Evidence of the productivity of this conservatory is that among its pupils were: Giovanni Salvatore, Francesco Provenzale, Gaetano Greco, Nicola Fago, Carmine Giordani, Michele de Falco, Leonardo Leo, Giuseppe de Majo, Lorenzo Fago (Son of Nicola Fago) (1704–1793), Nicola Sala, Niccolo Jommelli, Girolamo Abos, Pasquale Cafaro, Pasquale Errichelli, Giacomo Tritto, Ferdinando Orlandi, Gaspare Spontini, Giuseppe Farinelli, Luigi Lablache, and Nicola Antonio Manfroce.

Teachers of this Conservatory, some of whom had been pupils listed above, included: Giovanni Maria Sabino, Erasmo di Bartolo, Giovanni Salvatore, Francesco Provenzale (1624–1704), Cristoforo Caresana, Gennaro Ursino, Nicola Fago (1677–1745), Giacomo Sarcuni (1690–1759), Lorenzo Fago (1704–1793), Nicola Sala (1713–1801), Girolamo Abos (1715–1760), Pasquale Cafaro (1716–1787), and Giacomo Tritto (1733–1824).
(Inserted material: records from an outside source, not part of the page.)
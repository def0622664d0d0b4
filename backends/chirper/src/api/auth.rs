use axum::{extract::State, http::StatusCode, response::IntoResponse};
use serde::Deserialize;
use serde_json::json;
use sqlx::SqlitePool;
use validator::{Validate, ValidationError, ValidationErrors};

use crate::{
    db,
    error::{AppError, AppResult},
    utils::{
        auth::ActorContext,
        extract::Json,
        form::{self, required},
        hasher,
        jwt::JwtKeys,
        password,
    },
};

const MAX_USERNAME_LENGTH: usize = 150;

// Path segments under /accounts/ that would shadow a profile URL.
const RESERVED_USERNAMES: [&str; 5] = ["signup", "login", "logout", "password", "me"];

const INVALID_LOGIN: &str =
    "Please enter a correct username and password. Note that both fields may be case-sensitive.";

fn validate_username(username: &str) -> Result<(), ValidationError> {
    required(username)?;

    let length = username.chars().count();
    if length > MAX_USERNAME_LENGTH {
        return Err(form::error(
            "max_length",
            format!(
                "Ensure this value has at most {MAX_USERNAME_LENGTH} characters (it has {length})."
            ),
        ));
    }

    if !username
        .chars()
        .all(|c| c.is_alphanumeric() || "@.+-_".contains(c))
    {
        return Err(form::error(
            "invalid",
            "Enter a valid username. This value may contain only letters, numbers, and @/./+/-/_ characters.",
        ));
    }

    if RESERVED_USERNAMES.contains(&username) {
        return Err(form::error("reserved", "This username is reserved."));
    }

    Ok(())
}

fn validate_email_address(email: &str) -> Result<(), ValidationError> {
    required(email)?;

    if !validator::validate_email(email) {
        return Err(form::error("invalid", "Enter a valid email address."));
    }
    Ok(())
}

/// Confirmation and strength checks for a new password pair. Failures are
/// reported against the confirmation field.
fn check_new_password(
    errors: &mut ValidationErrors,
    field: &'static str,
    (password1, password2): (&str, &str),
    (username, email): (&str, &str),
) {
    if password1.is_empty() || password2.is_empty() {
        return;
    }

    if password1 != password2 {
        errors.add(
            field,
            form::error("password_mismatch", "The two password fields didn't match."),
        );
        return;
    }

    for error in password::validate(password2, username, email) {
        errors.add(field, error);
    }
}

// ================================================= SIGNUP ================================================= //

#[derive(Debug, Deserialize, Validate)]
struct SignupUser {
    #[serde(default, deserialize_with = "form::trimmed")]
    #[validate(custom = "validate_username")]
    username: String,

    #[serde(default, deserialize_with = "form::trimmed")]
    #[validate(custom = "validate_email_address")]
    email: String,

    #[serde(default)]
    #[validate(custom = "required")]
    password1: String,

    #[serde(default)]
    #[validate(custom = "required")]
    password2: String,
}

impl SignupUser {
    fn clean(&self) -> Result<(), ValidationErrors> {
        let mut errors = self.validate().err().unwrap_or_else(ValidationErrors::new);
        check_new_password(
            &mut errors,
            "password2",
            (&self.password1, &self.password2),
            (&self.username, &self.email),
        );
        form::finish(errors)
    }
}

#[derive(Deserialize)]
pub struct Signup {
    user: SignupUser,
}

// POST /accounts/signup/
pub async fn signup(
    State(pool): State<SqlitePool>,
    State(keys): State<JwtKeys>,
    Json(Signup { user }): Json<Signup>,
) -> AppResult<impl IntoResponse> {
    user.clean()?;

    let hash = hasher::hash_password(&user.password1)?;
    let account = db::create_user(&pool, &user.username, &user.email, &hash).await?;
    tracing::info!(username = %account.username, "user signed up");

    // A fresh account is logged in straight away.
    let account = db::record_login(&pool, account.id)
        .await?
        .with_token(&keys)?;
    Ok((StatusCode::CREATED, Json(json!({ "user": account }))))
}

// ================================================= LOGIN ================================================= //

#[derive(Debug, Deserialize, Validate)]
struct LoginUser {
    #[serde(default, deserialize_with = "form::trimmed")]
    #[validate(length(min = 1, message = "This field is required."))]
    username: String,

    #[serde(default)]
    #[validate(length(min = 1, message = "This field is required."))]
    password: String,
}

#[derive(Deserialize)]
pub struct Login {
    user: LoginUser,
}

fn invalid_login() -> AppError {
    form::single(
        form::NON_FIELD_ERRORS,
        form::error("invalid_login", INVALID_LOGIN),
    )
    .into()
}

// POST /accounts/login/
pub async fn login(
    State(pool): State<SqlitePool>,
    State(keys): State<JwtKeys>,
    Json(Login { user }): Json<Login>,
) -> AppResult<impl IntoResponse> {
    user.validate()?;

    let account = db::find_user_by_username(&pool, &user.username).await?;
    let Some(account) = account.filter(|account| account.is_active) else {
        // Unknown and inactive users cost one argon2 run, like a wrong password.
        hasher::hash_password(&user.password)?;
        return Err(invalid_login());
    };

    if !hasher::verify_password(&account.hash, &user.password)? {
        tracing::debug!(username = %user.username, "rejected login");
        return Err(invalid_login());
    }

    let account = db::record_login(&pool, account.id)
        .await?
        .with_token(&keys)?;
    tracing::info!(username = %account.username, "user logged in");
    Ok(Json(json!({ "user": account })))
}

// ================================================= LOGOUT ================================================= //

// POST /accounts/logout/
pub async fn logout(
    State(pool): State<SqlitePool>,
    actor: ActorContext,
) -> AppResult<impl IntoResponse> {
    db::bump_session_epoch(&pool, actor.user_id).await?;
    tracing::info!(username = %actor.username, "user logged out");
    Ok(Json(json!({ "message": "Logged out." })))
}

// ================================================= CURRENT USER ================================================= //

// GET /accounts/me/
pub async fn current_user(
    State(pool): State<SqlitePool>,
    actor: ActorContext,
) -> AppResult<impl IntoResponse> {
    let account = db::get_user(&pool, actor.user_id).await?;
    Ok(Json(json!({ "user": account })))
}

// ================================================= PASSWORD CHANGE ================================================= //

#[derive(Debug, Deserialize, Validate)]
struct PasswordChangeUser {
    #[serde(default)]
    #[validate(custom = "required")]
    old_password: String,

    #[serde(default)]
    #[validate(custom = "required")]
    new_password1: String,

    #[serde(default)]
    #[validate(custom = "required")]
    new_password2: String,
}

#[derive(Deserialize)]
pub struct PasswordChange {
    user: PasswordChangeUser,
}

// POST /accounts/password/
pub async fn change_password(
    State(pool): State<SqlitePool>,
    State(keys): State<JwtKeys>,
    actor: ActorContext,
    Json(PasswordChange { user }): Json<PasswordChange>,
) -> AppResult<impl IntoResponse> {
    let account = db::get_user(&pool, actor.user_id).await?;

    let mut errors = user.validate().err().unwrap_or_else(ValidationErrors::new);
    if !user.old_password.is_empty() && !hasher::verify_password(&account.hash, &user.old_password)?
    {
        errors.add(
            "old_password",
            form::error(
                "password_incorrect",
                "Your old password was entered incorrectly. Please enter it again.",
            ),
        );
    }
    check_new_password(
        &mut errors,
        "new_password2",
        (&user.new_password1, &user.new_password2),
        (&account.username, &account.email),
    );
    form::finish(errors)?;

    let hash = hasher::hash_password(&user.new_password1)?;
    let account = db::set_password(&pool, actor.user_id, &hash)
        .await?
        .with_token(&keys)?;
    tracing::info!(username = %account.username, "password changed");
    Ok(Json(json!({ "user": account })))
}

#[cfg(test)]
mod tests {
    use super::*;

    fn signup_form(username: &str, email: &str, password1: &str, password2: &str) -> SignupUser {
        SignupUser {
            username: username.to_string(),
            email: email.to_string(),
            password1: password1.to_string(),
            password2: password2.to_string(),
        }
    }

    fn messages(errors: &ValidationErrors, field: &str) -> Vec<String> {
        crate::error::field_messages(errors)
            .get(field)
            .cloned()
            .unwrap_or_default()
    }

    #[test]
    fn a_valid_signup_passes() {
        let form = signup_form("testuser", "test@test.com", "testpassword", "testpassword");
        assert!(form.clean().is_ok());
    }

    #[test]
    fn empty_signup_reports_every_field() {
        let errors = signup_form("", "", "", "").clean().unwrap_err();

        for field in ["username", "email", "password1", "password2"] {
            assert_eq!(messages(&errors, field), vec![form::REQUIRED.to_string()]);
        }
    }

    #[test]
    fn invalid_email_is_reported() {
        let errors = signup_form("testuser", "invalid_email", "testpassword", "testpassword")
            .clean()
            .unwrap_err();
        assert_eq!(
            messages(&errors, "email"),
            vec!["Enter a valid email address.".to_string()]
        );
    }

    #[test]
    fn password_problems_land_on_the_confirmation_field() {
        let errors = signup_form("testuser", "test@test.com", "fdasjkn2", "novcian2")
            .clean()
            .unwrap_err();
        assert_eq!(
            messages(&errors, "password2"),
            vec!["The two password fields didn't match.".to_string()]
        );

        let errors = signup_form("testuser", "test@test.com", "testuser1", "testuser1")
            .clean()
            .unwrap_err();
        assert_eq!(
            messages(&errors, "password2"),
            vec!["The password is too similar to the username.".to_string()]
        );
        assert!(messages(&errors, "password1").is_empty());
    }

    #[test]
    fn usernames_are_restricted() {
        assert!(validate_username("alice.b+c@d-e_f").is_ok());
        assert!(validate_username("has space").is_err());
        assert!(validate_username("login").is_err());
        assert!(validate_username(&"a".repeat(150)).is_ok());
        assert!(validate_username(&"a".repeat(151)).is_err());
    }

    #[test]
    fn login_requires_both_fields() {
        let form = LoginUser {
            username: "testuser".to_string(),
            password: String::new(),
        };
        let errors = form.validate().unwrap_err();
        assert_eq!(
            messages(&errors, "password"),
            vec![form::REQUIRED.to_string()]
        );
    }
}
=== Conservatorio dei Poveri di Gesù Cristo ===
The Conservatorio dei Poveri di Gesù Cristo was founded in 1589 by Marcello Fossataro, a Franciscan friar. It was adjacent to the church of Santa Maria a Colonna on via dei Tribunale. Illustrious names connected with the school include the philosopher Giovan Battista Vico, a "maestro de [sic] grammatica" from 1620 to 1627. Musical luminaries at the conservatory included Francesco Durante, Gaetano Greco, Nicola Porpora, Leonardo Vinci and Giovanni Battista Pergolesi. This conservatory was suppressed in November 1743 and converted into an establishment of the archepiscopal seminary.

===Conservatorio di San Sebastiano===
In 1806, with Napoleon Bonaparte's brother, Joseph, installed as the king of Naples in what would be a decade of French rule of the kingdom, monastic life in the kingdom was drastically reorganized and the three surviving monastery music schools were consolidated into a single building, the Church of San Sebastiano, not far from the modern conservatory. Finally, in 1826 that consolidated conservatory was moved to the present site.